**INSTRUCTIONS TO FOLLOW**.
Only the lines from the one containing "pub mod registry;" through the last line below should be written out, exactly and with both ends kept.

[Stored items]

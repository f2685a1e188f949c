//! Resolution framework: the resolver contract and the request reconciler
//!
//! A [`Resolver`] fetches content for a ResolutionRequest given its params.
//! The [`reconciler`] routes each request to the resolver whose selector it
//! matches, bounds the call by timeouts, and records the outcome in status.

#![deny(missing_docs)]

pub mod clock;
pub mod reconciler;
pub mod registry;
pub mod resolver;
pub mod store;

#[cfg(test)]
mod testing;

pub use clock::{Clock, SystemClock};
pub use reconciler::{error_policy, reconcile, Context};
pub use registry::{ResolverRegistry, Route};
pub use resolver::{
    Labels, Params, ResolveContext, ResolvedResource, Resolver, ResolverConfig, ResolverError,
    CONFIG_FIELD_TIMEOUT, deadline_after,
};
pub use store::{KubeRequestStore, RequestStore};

**WRITTEN RESPONSE**.
pub mod registry;
pub mod resolver;
pub mod store;

#[cfg(test)]
mod testing;

pub use clock::{Clock, SystemClock};
pub use reconciler::{error_policy, reconcile, Context};
pub use registry::{ResolverRegistry, Route};
pub use resolver::{
    Labels, Params, ResolveContext, ResolvedResource, Resolver, ResolverConfig, ResolverError,
    CONFIG_FIELD_TIMEOUT, deadline_after,
};
pub use store::{KubeRequestStore, RequestStore};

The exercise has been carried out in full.